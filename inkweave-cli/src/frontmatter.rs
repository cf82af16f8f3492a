//! Frontmatter splitting for markdown sources.

use regex::Regex;
use serde_json::{Map, Value};
use std::sync::OnceLock;
use thiserror::Error;

#[derive(Error, Debug)]
pub enum FrontmatterError {
    #[error("Invalid YAML: {0}")]
    YamlError(#[from] serde_yaml::Error),

    #[error("Frontmatter must be a mapping")]
    NotAMapping,
}

static FRONTMATTER_REGEX: OnceLock<Regex> = OnceLock::new();
static WORD_REGEX: OnceLock<Regex> = OnceLock::new();

fn frontmatter_regex() -> &'static Regex {
    FRONTMATTER_REGEX.get_or_init(|| {
        Regex::new(r"(?s)^---[ \t]*\r?\n(.*?)\r?\n---[ \t]*(?:\r?\n(.*))?$")
            .expect("frontmatter pattern is valid")
    })
}

fn word_regex() -> &'static Regex {
    WORD_REGEX.get_or_init(|| Regex::new(r"\w+").expect("word pattern is valid"))
}

/// Split markdown into its frontmatter mapping and body
///
/// Returns `None` for the mapping when the file has no frontmatter block.
///
/// # Example
///
/// ```
/// use inkweave_cli::frontmatter::split_frontmatter;
///
/// let content = "---\ntitle: My Post\ndate: 2025-01-01\n---\n# Hello World\n";
///
/// let (fm, body) = split_frontmatter(content).unwrap();
/// let fm = fm.unwrap();
/// assert_eq!(fm["title"], "My Post");
/// assert_eq!(fm["date"], "2025-01-01");
/// assert!(body.trim().starts_with("# Hello World"));
/// ```
pub fn split_frontmatter(
    content: &str,
) -> Result<(Option<Map<String, Value>>, String), FrontmatterError> {
    let Some(captures) = frontmatter_regex().captures(content) else {
        return Ok((None, content.to_string()));
    };

    let yaml = captures.get(1).map_or("", |m| m.as_str());
    let body = captures.get(2).map_or("", |m| m.as_str());

    if yaml.trim().is_empty() {
        return Ok((Some(Map::new()), body.to_string()));
    }

    match serde_yaml::from_str::<Value>(yaml)? {
        Value::Object(map) => Ok((Some(map), body.to_string())),
        Value::Null => Ok((Some(Map::new()), body.to_string())),
        _ => Err(FrontmatterError::NotAMapping),
    }
}

/// Minutes needed to read `body`, never less than one
pub fn reading_time(body: &str, words_per_minute: u32) -> u32 {
    let words = word_regex().find_iter(body).count() as u32;
    words.div_ceil(words_per_minute.max(1)).max(1)
}

#[cfg(test)]
mod tests {
    use super::*;

    #[test]
    fn test_split_valid_frontmatter() {
        let content = r#"---
title: Test Post
date: 2025-01-01
tags:
  - rust
  - programming
related: [a, b]
---

# Hello World

This is the content."#;

        let (fm, body) = split_frontmatter(content).unwrap();
        let fm = fm.unwrap();
        assert_eq!(fm["title"], "Test Post");
        assert_eq!(fm["date"], "2025-01-01");
        assert_eq!(fm["tags"], serde_json::json!(["rust", "programming"]));
        assert_eq!(fm["related"], serde_json::json!(["a", "b"]));
        assert!(body.contains("# Hello World"));
        assert!(body.contains("This is the content."));
    }

    #[test]
    fn test_no_frontmatter() {
        let content = "# Just Content\n\nNo frontmatter here.";
        let (fm, body) = split_frontmatter(content).unwrap();
        assert!(fm.is_none());
        assert_eq!(body, content);
    }

    #[test]
    fn test_empty_frontmatter_and_body() {
        let (fm, body) = split_frontmatter("---\n\n---").unwrap();
        assert_eq!(fm, Some(Map::new()));
        assert_eq!(body, "");
    }

    #[test]
    fn test_invalid_yaml() {
        let content = "---\ntitle: Test\ninvalid yaml: [unclosed\n---\n\nContent.";
        assert!(matches!(
            split_frontmatter(content),
            Err(FrontmatterError::YamlError(_))
        ));
    }

    #[test]
    fn test_scalar_frontmatter_rejected() {
        let content = "---\njust a string\n---\nbody";
        assert!(matches!(
            split_frontmatter(content),
            Err(FrontmatterError::NotAMapping)
        ));
    }

    #[test]
    fn test_reading_time() {
        assert_eq!(reading_time("", 200), 1);
        assert_eq!(reading_time("one two three", 200), 1);
        let long = "word ".repeat(401);
        assert_eq!(reading_time(&long, 200), 3);
        assert_eq!(reading_time(&long, 0), 401);
    }
}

+-------+

• Instructions to follow
The response should consist of the entries, retyped exactly and in full.

• Expected answer
filename inkweave-cli/src/frontmatter.rs
repository cf82af16f8f3492a
//! Frontmatter splitting for markdown sources.

use regex::Regex;
use serde_json::{Map, Value};
use std::sync::OnceLock;
use thiserror::Error;

#[derive(Error, Debug)]
pub enum FrontmatterError {
    #[error("Invalid YAML: {0}")]
    YamlError(#[from] serde_yaml::Error),

    #[error("Frontmatter must be a mapping")]
    NotAMapping,
}

static FRONTMATTER_REGEX: OnceLock<Regex> = OnceLock::new();
static WORD_REGEX: OnceLock<Regex> = OnceLock::new();

fn frontmatter_regex() -> &'static Regex {
    FRONTMATTER_REGEX.get_or_init(|| {
        Regex::new(r"(?s)^---[ \t]*\r?\n(.*?)\r?\n---[ \t]*(?:\r?\n(.*))?$")
            .expect("frontmatter pattern is valid")
    })
}

fn word_regex() -> &'static Regex {
    WORD_REGEX.get_or_init(|| Regex::new(r"\w+").expect("word pattern is valid"))
}

/// Split markdown into its frontmatter mapping and body
///
/// Returns `None` for the mapping when the file has no frontmatter block.
///
/// # Example
///
/// ```
/// use inkweave_cli::frontmatter::split_frontmatter;
///
/// let content = "---\ntitle: My Post\ndate: 2025-01-01\n---\n# Hello World\n";
///
/// let (fm, body) = split_frontmatter(content).unwrap();
/// let fm = fm.unwrap();
/// assert_eq!(fm["title"], "My Post");
/// assert_eq!(fm["date"], "2025-01-01");
/// assert!(body.trim().starts_with("# Hello World"));
/// ```
pub fn split_frontmatter(
    content: &str,
) -> Result<(Option<Map<String, Value>>, String), FrontmatterError> {
    let Some(captures) = frontmatter_regex().captures(content) else {
        return Ok((None, content.to_string()));
    };

    let yaml = captures.get(1).map_or("", |m| m.as_str());
    let body = captures.get(2).map_or("", |m| m.as_str());

    if yaml.trim().is_empty() {
        return Ok((Some(Map::new()), body.to_string()));
    }

    match serde_yaml::from_str::<Value>(yaml)? {
        Value::Object(map) => Ok((Some(map), body.to_string())),
        Value::Null => Ok((Some(Map::new()), body.to_string())),
        _ => Err(FrontmatterError::NotAMapping),
    }
}

/// Minutes needed to read `body`, never less than one
pub fn reading_time(body: &str, words_per_minute: u32) -> u32 {
    let words = word_regex().find_iter(body).count() as u32;
    words.div_ceil(words_per_minute.max(1)).max(1)
}

#[cfg(test)]
mod tests {
    use super::*;

    #[test]
    fn test_split_valid_frontmatter() {
        let content = r#"---
title: Test Post
date: 2025-01-01
tags:
  - rust
  - programming
related: [a, b]
---

# Hello World

This is the content."#;

        let (fm, body) = split_frontmatter(content).unwrap();
        let fm = fm.unwrap();
        assert_eq!(fm["title"], "Test Post");
        assert_eq!(fm["date"], "2025-01-01");
        assert_eq!(fm["tags"], serde_json::json!(["rust", "programming"]));
        assert_eq!(fm["related"], serde_json::json!(["a", "b"]));
        assert!(body.contains("# Hello World"));
        assert!(body.contains("This is the content."));
    }

    #[test]
    fn test_no_frontmatter() {
        let content = "# Just Content\n\nNo frontmatter here.";
        let (fm, body) = split_frontmatter(content).unwrap();
        assert!(fm.is_none());
        assert_eq!(body, content);
    }

    #[test]
    fn test_empty_frontmatter_and_body() {
        let (fm, body) = split_frontmatter("---\n\n---").unwrap();
        assert_eq!(fm, Some(Map::new()));
        assert_eq!(body, "");
    }

    #[test]
    fn test_invalid_yaml() {
        let content = "---\ntitle: Test\ninvalid yaml: [unclosed\n---\n\nContent.";
        assert!(matches!(
            split_frontmatter(content),
            Err(FrontmatterError::YamlError(_))
        ));
    }

    #[test]
    fn test_scalar_frontmatter_rejected() {
        let content = "---\njust a string\n---\nbody";
        assert!(matches!(
            split_frontmatter(content),
            Err(FrontmatterError::NotAMapping)
        ));
    }

    #[test]
    fn test_reading_time() {
        assert_eq!(reading_time("", 200), 1);
        assert_eq!(reading_time("one two three", 200), 1);
        let long = "word ".repeat(401);
        assert_eq!(reading_time(&long, 200), 3);
        assert_eq!(reading_time(&long, 0), 401);
    }
}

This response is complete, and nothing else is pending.